- _TO DO_: Find every line below with "TokioAsyncResolver" in it and give only how many there are.

- _DATASET CONTENT_:
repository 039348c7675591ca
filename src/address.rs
//! Hostname resolution shared by the DNS probe and the GeoIP adapter.

use std::net::IpAddr;
use std::str::FromStr;

use hickory_resolver::{
    config::{ResolverConfig, ResolverOpts},
    TokioAsyncResolver,
};
use log::debug;

/// Resolves a host to its first IP address.
///
/// IP literals pass through untouched. Hostnames go through the operating
/// system resolver first; when that fails, a fallback resolver takes over
/// (system configuration where available, Cloudflare otherwise).
///
/// Returns `None` when the name does not resolve to any address.
pub async fn resolve_host(host: &str) -> Option<IpAddr> {
    if let Ok(ip) = IpAddr::from_str(host) {
        return Some(ip);
    }

    if let Ok(mut addrs) = tokio::net::lookup_host((host, 80)).await {
        if let Some(addr) = addrs.next() {
            return Some(addr.ip());
        }
    }

    match fallback_resolver().lookup_ip(host).await {
        Ok(lookup) => lookup.iter().next(),
        Err(e) => {
            debug!("Fallback resolution for {host} failed: {e}");
            None
        }
    }
}

/// Derive a DNS resolver for hosts the system resolver cannot answer:
/// the system config where readable (e.g. `/etc/resolv.conf` on *nix),
/// a Cloudflare-based resolver otherwise.
fn fallback_resolver() -> TokioAsyncResolver {
    TokioAsyncResolver::tokio_from_system_conf().unwrap_or_else(|_| {
        TokioAsyncResolver::tokio(ResolverConfig::cloudflare_tls(), ResolverOpts::default())
    })
}
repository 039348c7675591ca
//! Provides a means to read, parse and hold configuration options for checks.
use clap::{Parser, ValueEnum};
use serde_derive::{Deserialize, Serialize};
use std::fmt;
use std::fs;
use std::path::PathBuf;

const LOWEST_PORT_NUMBER: u16 = 1;
const TOP_PORT_NUMBER: u16 = 65535;

/// The closed set of protocols a probe can run over.
///
/// Dispatch happens through a single `match` in the Prober; there is no
/// extensibility requirement beyond these five cases.
#[derive(Deserialize, Serialize, Debug, ValueEnum, Clone, Copy, PartialEq, Eq)]
#[serde(rename_all = "lowercase")]
pub enum Protocol {
    /// Bounded-timeout TCP connect.
    Tcp,
    /// Best-effort single-byte UDP send.
    Udp,
    /// Plain HTTP GET.
    Http,
    /// HTTPS GET without certificate validation.
    Https,
    /// Hostname resolution check.
    Dns,
}

impl fmt::Display for Protocol {
    fn fmt(&self, f: &mut fmt::Formatter<'_>) -> fmt::Result {
        let name = match self {
            Self::Tcp => "tcp",
            Self::Udp => "udp",
            Self::Http => "http",
            Self::Https => "https",
            Self::Dns => "dns",
        };
        f.write_str(name)
    }
}

/// Parses a single port, rejecting 0 and anything above the TCP port space.
fn parse_port(port_str: &str) -> Result<u16, String> {
    let port: u16 = port_str
        .parse()
        .map_err(|_| format!("Invalid port number '{port_str}'"))?;

    if port < LOWEST_PORT_NUMBER {
        return Err(format!(
            "Port {port} must be between {LOWEST_PORT_NUMBER} and {TOP_PORT_NUMBER}",
        ));
    }

    Ok(port)
}

#[derive(Parser, Debug, Clone)]
#[command(
    name = "netprobe",
    version = env!("CARGO_PKG_VERSION"),
    max_term_width = 120,
)]
#[allow(clippy::struct_excessive_bools)]
/// Network diagnostics utility: probe a host over TCP/UDP/HTTP(S)/DNS, scan a
/// port range, monitor a target continuously, or enrich it with GeoIP/ASN and
/// phone-number metadata.
/// Exactly one mode runs per invocation; precedence is
/// version > geoip > phone > portscan > check/monitor.
pub struct Opts {
    /// Target host or IP address.
    #[arg(short, long, default_value = "localhost")]
    pub target: String,

    /// Port to probe.
    #[arg(short, long, default_value = "80", value_parser = parse_port)]
    pub port: u16,

    /// Protocol for the reachability check.
    #[arg(long, value_enum, ignore_case = true, default_value = "tcp")]
    pub proto: Protocol,

    /// Emit results as pretty-printed JSON instead of a text summary.
    #[arg(short, long)]
    pub json: bool,

    /// Keep probing the target until the process is terminated.
    #[arg(short, long)]
    pub monitor: bool,

    /// Seconds to sleep between monitor iterations.
    #[arg(short, long, default_value = "5")]
    pub interval: u64,

    /// Scan a TCP port range instead of running a single check.
    #[arg(long)]
    pub portscan: bool,

    /// First port of the scan range (inclusive).
    #[arg(long, default_value = "1", value_parser = parse_port)]
    pub scanstart: u16,

    /// Last port of the scan range (inclusive).
    #[arg(long, default_value = "1024", value_parser = parse_port)]
    pub scanend: u16,

    /// Look up GeoIP and ASN metadata for the target instead of probing it.
    #[arg(long)]
    pub geoip: bool,

    /// Phone number to parse and classify. Non-empty selects phone mode.
    #[arg(long, default_value = "")]
    pub phone: String,

    /// Whether to ignore the configuration file or not.
    #[arg(short, long)]
    pub no_config: bool,

    /// Custom path to the config file.
    #[arg(short, long, value_parser)]
    pub config_path: Option<PathBuf>,

    /// Hide the banner.
    #[arg(long)]
    pub no_banner: bool,
}

impl Opts {
    /// Merge values found within the user configuration file into the
    /// command line arguments.
    pub fn merge(&mut self, config: &Config) {
        if !self.no_config {
            macro_rules! merge_config {
                ($($field: ident),+) => {
                    $(
                        if let Some(e) = &config.$field {
                            self.$field = e.clone();
                        }
                    )+
                }
            }

            merge_config!(
                target, port, proto, json, monitor, interval, scanstart, scanend
            );
        }
    }
}

impl Default for Opts {
    fn default() -> Self {
        Self {
            target: String::from("localhost"),
            port: 80,
            proto: Protocol::Tcp,
            json: false,
            monitor: false,
            interval: 5,
            portscan: false,
            scanstart: 1,
            scanend: 1024,
            geoip: false,
            phone: String::new(),
            no_config: true,
            config_path: None,
            no_banner: false,
        }
    }
}

/// Struct used to deserialize the options specified within our config file.
/// These will be further merged with our command line arguments in order to
/// generate the final Opts struct.
#[derive(Debug, Deserialize)]
pub struct Config {
    target: Option<String>,
    port: Option<u16>,
    proto: Option<Protocol>,
    json: Option<bool>,
    monitor: Option<bool>,
    interval: Option<u64>,
    scanstart: Option<u16>,
    scanend: Option<u16>,
}

impl Config {
    /// Reads the configuration file with TOML format and parses it into a
    /// Config struct.
    ///
    /// # Format
    ///
    /// target = "example.org"
    /// port = 443
    /// proto = "https"
    /// interval = 10
    ///
    pub fn read(custom_config_path: Option<PathBuf>) -> Self {
        let mut content = String::new();
        let config_path = custom_config_path.unwrap_or_else(default_config_path);
        if config_path.exists() {
            content = fs::read_to_string(config_path).unwrap_or_default();
        }

        let config: Self = match toml::from_str(&content) {
            Ok(config) => config,
            Err(e) => {
                println!("Found {e} in configuration file.\nAborting.\n");
                std::process::exit(1);
            }
        };

        config
    }
}

/// Constructs default path to config toml
pub fn default_config_path() -> PathBuf {
    let Some(mut config_path) = dirs::home_dir() else {
        panic!("Could not infer config file path.");
    };
    config_path.push(".netprobe.toml");
    config_path
}

#[cfg(test)]
mod tests {
    use clap::{CommandFactory, Parser};
    use parameterized::parameterized;

    use super::{parse_port, Config, Opts, Protocol};

    impl Config {
        fn sample() -> Self {
            Self {
                target: Some("example.org".to_owned()),
                port: Some(443),
                proto: Some(Protocol::Https),
                json: Some(true),
                monitor: None,
                interval: Some(30),
                scanstart: None,
                scanend: Some(2048),
            }
        }
    }

    #[test]
    fn verify_cli() {
        Opts::command().debug_assert();
    }

    #[parameterized(input = {
        vec!["netprobe"],
        vec!["netprobe", "--proto", "dns", "--target", "example.org"],
        vec!["netprobe", "--proto", "HTTPS"],
    }, proto = {
        Protocol::Tcp,
        Protocol::Dns,
        Protocol::Https,
    })]
    fn parse_protocol(input: Vec<&str>, proto: Protocol) {
        let opts = Opts::parse_from(input);
        assert_eq!(proto, opts.proto);
    }

    #[test]
    fn unknown_protocol_is_rejected() {
        let result = Opts::try_parse_from(["netprobe", "--proto", "icmp"]);
        assert!(result.is_err());
    }

    #[test]
    fn port_zero_is_rejected() {
        let result = Opts::try_parse_from(["netprobe", "--port", "0"]);
        assert!(result.is_err());
    }

    #[test]
    fn parse_port_accepts_valid_ports() {
        assert_eq!(parse_port("1"), Ok(1));
        assert_eq!(parse_port("80"), Ok(80));
        assert_eq!(parse_port("65535"), Ok(65535));
    }

    #[test]
    fn parse_port_rejects_invalid_ports() {
        assert!(parse_port("0").is_err());
        assert!(parse_port("65536").is_err());
        assert!(parse_port("abc").is_err());
    }

    #[test]
    fn defaults_match_documented_values() {
        let opts = Opts::parse_from(["netprobe"]);
        assert_eq!(opts.target, "localhost");
        assert_eq!(opts.port, 80);
        assert_eq!(opts.proto, Protocol::Tcp);
        assert!(!opts.json);
        assert!(!opts.monitor);
        assert_eq!(opts.interval, 5);
        assert_eq!(opts.scanstart, 1);
        assert_eq!(opts.scanend, 1024);
        assert!(opts.phone.is_empty());
    }

    #[test]
    fn opts_no_merge_when_config_is_ignored() {
        let mut opts = Opts::default();
        let config = Config::sample();

        opts.merge(&config);

        assert_eq!(opts.target, "localhost");
        assert_eq!(opts.port, 80);
        assert_eq!(opts.proto, Protocol::Tcp);
        assert!(!opts.json);
    }

    #[test]
    fn opts_merge_config_values() {
        let mut opts = Opts {
            no_config: false,
            ..Opts::default()
        };
        let config = Config::sample();

        opts.merge(&config);

        assert_eq!(opts.target, "example.org");
        assert_eq!(opts.port, 443);
        assert_eq!(opts.proto, Protocol::Https);
        assert!(opts.json);
        assert!(!opts.monitor);
        assert_eq!(opts.interval, 30);
        assert_eq!(opts.scanstart, 1);
        assert_eq!(opts.scanend, 2048);
    }

    #[test]
    fn protocol_displays_lowercase() {
        assert_eq!(Protocol::Tcp.to_string(), "tcp");
        assert_eq!(Protocol::Https.to_string(), "https");
        assert_eq!(Protocol::Dns.to_string(), "dns");
    }
}
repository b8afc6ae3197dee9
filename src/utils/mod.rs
pub mod logging;

pub use logging::init_logging;
pub mod controller;

pub use controller::SessionController;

- _TASK RESPONSE_: 4